» EXERCISE
Beneath this line is the data. Output exactly the lines from the line with "repository d19c5d01cf2c1b2f" to the line with "pub(crate) fn ui_central(&mut", both ends included, and nothing more.

» SUPPLIED DATA
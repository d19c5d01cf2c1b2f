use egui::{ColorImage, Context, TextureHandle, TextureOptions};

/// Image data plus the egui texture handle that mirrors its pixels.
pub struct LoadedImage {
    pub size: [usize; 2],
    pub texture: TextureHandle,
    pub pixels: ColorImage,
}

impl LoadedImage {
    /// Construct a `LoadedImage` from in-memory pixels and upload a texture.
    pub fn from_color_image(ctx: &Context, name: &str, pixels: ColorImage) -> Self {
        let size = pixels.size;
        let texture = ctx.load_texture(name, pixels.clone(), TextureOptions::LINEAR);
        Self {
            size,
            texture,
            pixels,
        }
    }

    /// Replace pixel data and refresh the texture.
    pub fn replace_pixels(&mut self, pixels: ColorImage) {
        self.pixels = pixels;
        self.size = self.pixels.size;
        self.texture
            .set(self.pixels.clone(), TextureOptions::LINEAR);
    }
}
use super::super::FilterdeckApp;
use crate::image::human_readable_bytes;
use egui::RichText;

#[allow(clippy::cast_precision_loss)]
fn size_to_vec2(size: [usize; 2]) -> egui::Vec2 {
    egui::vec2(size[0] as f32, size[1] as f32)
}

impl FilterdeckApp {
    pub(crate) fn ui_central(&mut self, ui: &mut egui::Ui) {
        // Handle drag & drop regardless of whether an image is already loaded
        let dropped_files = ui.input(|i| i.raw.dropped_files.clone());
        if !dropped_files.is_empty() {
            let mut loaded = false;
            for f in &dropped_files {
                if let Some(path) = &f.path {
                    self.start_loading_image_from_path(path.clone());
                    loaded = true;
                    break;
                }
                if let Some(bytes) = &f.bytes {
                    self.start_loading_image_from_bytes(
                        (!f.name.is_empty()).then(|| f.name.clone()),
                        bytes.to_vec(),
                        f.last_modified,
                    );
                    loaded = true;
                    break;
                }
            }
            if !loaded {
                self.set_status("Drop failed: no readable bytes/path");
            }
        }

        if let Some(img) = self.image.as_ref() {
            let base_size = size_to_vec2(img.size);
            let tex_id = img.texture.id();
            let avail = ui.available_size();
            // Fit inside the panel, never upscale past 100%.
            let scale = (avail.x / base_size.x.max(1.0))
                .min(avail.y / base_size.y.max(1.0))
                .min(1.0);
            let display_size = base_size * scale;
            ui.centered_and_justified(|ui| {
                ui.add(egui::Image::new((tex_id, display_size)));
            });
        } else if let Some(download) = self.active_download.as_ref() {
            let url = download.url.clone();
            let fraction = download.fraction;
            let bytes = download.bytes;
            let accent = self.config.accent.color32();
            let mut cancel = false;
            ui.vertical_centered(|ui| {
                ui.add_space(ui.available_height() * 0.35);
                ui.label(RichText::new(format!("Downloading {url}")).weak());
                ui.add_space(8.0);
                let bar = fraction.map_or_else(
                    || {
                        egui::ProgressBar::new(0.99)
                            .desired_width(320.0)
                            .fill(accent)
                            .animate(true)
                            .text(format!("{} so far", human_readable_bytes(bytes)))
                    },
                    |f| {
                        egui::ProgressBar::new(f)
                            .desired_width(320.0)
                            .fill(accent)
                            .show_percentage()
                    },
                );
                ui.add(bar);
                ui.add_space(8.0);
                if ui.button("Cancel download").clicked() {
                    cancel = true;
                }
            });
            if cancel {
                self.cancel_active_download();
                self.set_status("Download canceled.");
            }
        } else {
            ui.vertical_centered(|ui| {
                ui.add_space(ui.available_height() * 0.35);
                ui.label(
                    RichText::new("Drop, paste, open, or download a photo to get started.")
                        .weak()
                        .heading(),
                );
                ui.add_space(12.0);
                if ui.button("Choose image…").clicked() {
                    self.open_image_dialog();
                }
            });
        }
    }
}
--
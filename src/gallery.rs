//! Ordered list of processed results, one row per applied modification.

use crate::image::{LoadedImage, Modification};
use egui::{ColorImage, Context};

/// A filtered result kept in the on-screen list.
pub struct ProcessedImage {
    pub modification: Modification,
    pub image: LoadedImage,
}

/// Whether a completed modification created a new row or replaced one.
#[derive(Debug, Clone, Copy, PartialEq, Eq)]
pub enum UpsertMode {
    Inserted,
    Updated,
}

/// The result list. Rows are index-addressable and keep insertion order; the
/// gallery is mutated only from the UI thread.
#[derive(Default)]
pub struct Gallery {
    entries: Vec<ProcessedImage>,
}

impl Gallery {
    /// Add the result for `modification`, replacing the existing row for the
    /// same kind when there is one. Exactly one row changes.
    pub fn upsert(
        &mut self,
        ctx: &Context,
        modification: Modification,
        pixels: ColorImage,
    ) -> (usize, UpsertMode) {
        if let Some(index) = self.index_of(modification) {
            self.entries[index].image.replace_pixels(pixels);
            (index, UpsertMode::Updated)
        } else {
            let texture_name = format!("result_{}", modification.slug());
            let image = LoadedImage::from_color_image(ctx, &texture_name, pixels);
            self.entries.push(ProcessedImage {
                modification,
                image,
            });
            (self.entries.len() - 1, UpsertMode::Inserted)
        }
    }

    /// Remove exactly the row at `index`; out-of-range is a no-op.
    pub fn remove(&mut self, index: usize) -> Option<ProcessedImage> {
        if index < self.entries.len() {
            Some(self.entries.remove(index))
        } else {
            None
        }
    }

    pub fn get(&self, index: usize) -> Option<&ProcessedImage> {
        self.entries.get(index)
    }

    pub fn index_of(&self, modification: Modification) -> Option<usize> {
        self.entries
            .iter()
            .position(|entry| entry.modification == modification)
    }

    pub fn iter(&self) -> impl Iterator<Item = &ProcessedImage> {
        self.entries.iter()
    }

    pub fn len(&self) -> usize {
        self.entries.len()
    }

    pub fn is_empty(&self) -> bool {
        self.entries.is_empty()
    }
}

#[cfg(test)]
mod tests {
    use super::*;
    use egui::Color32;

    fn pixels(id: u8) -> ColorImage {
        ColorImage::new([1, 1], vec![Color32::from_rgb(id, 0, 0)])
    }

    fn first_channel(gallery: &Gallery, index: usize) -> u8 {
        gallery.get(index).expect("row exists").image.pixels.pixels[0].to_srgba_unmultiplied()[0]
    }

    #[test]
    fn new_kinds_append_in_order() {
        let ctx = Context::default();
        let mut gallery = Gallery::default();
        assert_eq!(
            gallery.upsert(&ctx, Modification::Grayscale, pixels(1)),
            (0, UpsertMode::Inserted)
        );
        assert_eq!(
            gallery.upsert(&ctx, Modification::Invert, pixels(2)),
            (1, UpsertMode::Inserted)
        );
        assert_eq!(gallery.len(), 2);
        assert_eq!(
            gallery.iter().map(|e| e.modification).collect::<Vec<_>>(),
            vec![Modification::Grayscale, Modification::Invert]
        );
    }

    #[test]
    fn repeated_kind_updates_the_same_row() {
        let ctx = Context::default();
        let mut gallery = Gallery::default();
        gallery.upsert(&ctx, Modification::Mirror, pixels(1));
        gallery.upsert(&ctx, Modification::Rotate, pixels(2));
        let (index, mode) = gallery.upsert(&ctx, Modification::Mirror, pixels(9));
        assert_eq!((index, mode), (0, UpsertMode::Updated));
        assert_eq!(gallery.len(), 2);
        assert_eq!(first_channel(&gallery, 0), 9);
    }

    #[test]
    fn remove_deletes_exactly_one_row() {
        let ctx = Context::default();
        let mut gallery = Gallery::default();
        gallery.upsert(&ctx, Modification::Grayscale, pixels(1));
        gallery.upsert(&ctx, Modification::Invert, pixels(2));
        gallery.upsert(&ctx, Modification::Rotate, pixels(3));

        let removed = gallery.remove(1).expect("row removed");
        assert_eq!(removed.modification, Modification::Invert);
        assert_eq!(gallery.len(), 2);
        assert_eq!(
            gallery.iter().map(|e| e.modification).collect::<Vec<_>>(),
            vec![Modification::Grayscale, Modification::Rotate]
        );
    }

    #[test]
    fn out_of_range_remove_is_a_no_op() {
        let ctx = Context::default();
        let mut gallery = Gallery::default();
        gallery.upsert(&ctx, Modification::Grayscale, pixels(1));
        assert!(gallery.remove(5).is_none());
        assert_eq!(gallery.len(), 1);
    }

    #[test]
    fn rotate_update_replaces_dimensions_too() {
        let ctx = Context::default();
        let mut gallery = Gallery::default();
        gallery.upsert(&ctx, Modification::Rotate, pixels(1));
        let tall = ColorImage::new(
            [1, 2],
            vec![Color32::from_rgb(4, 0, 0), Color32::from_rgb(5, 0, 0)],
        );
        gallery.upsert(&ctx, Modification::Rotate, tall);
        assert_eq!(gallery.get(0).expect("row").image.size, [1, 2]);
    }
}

» ANSWER BOX
repository d19c5d01cf2c1b2f
use egui::{ColorImage, Context, TextureHandle, TextureOptions};

/// Image data plus the egui texture handle that mirrors its pixels.
pub struct LoadedImage {
    pub size: [usize; 2],
    pub texture: TextureHandle,
    pub pixels: ColorImage,
}

impl LoadedImage {
    /// Construct a `LoadedImage` from in-memory pixels and upload a texture.
    pub fn from_color_image(ctx: &Context, name: &str, pixels: ColorImage) -> Self {
        let size = pixels.size;
        let texture = ctx.load_texture(name, pixels.clone(), TextureOptions::LINEAR);
        Self {
            size,
            texture,
            pixels,
        }
    }

    /// Replace pixel data and refresh the texture.
    pub fn replace_pixels(&mut self, pixels: ColorImage) {
        self.pixels = pixels;
        self.size = self.pixels.size;
        self.texture
            .set(self.pixels.clone(), TextureOptions::LINEAR);
    }
}
use super::super::FilterdeckApp;
use crate::image::human_readable_bytes;
use egui::RichText;

#[allow(clippy::cast_precision_loss)]
fn size_to_vec2(size: [usize; 2]) -> egui::Vec2 {
    egui::vec2(size[0] as f32, size[1] as f32)
}

impl FilterdeckApp {
    pub(crate) fn ui_central(&mut self, ui: &mut egui::Ui) {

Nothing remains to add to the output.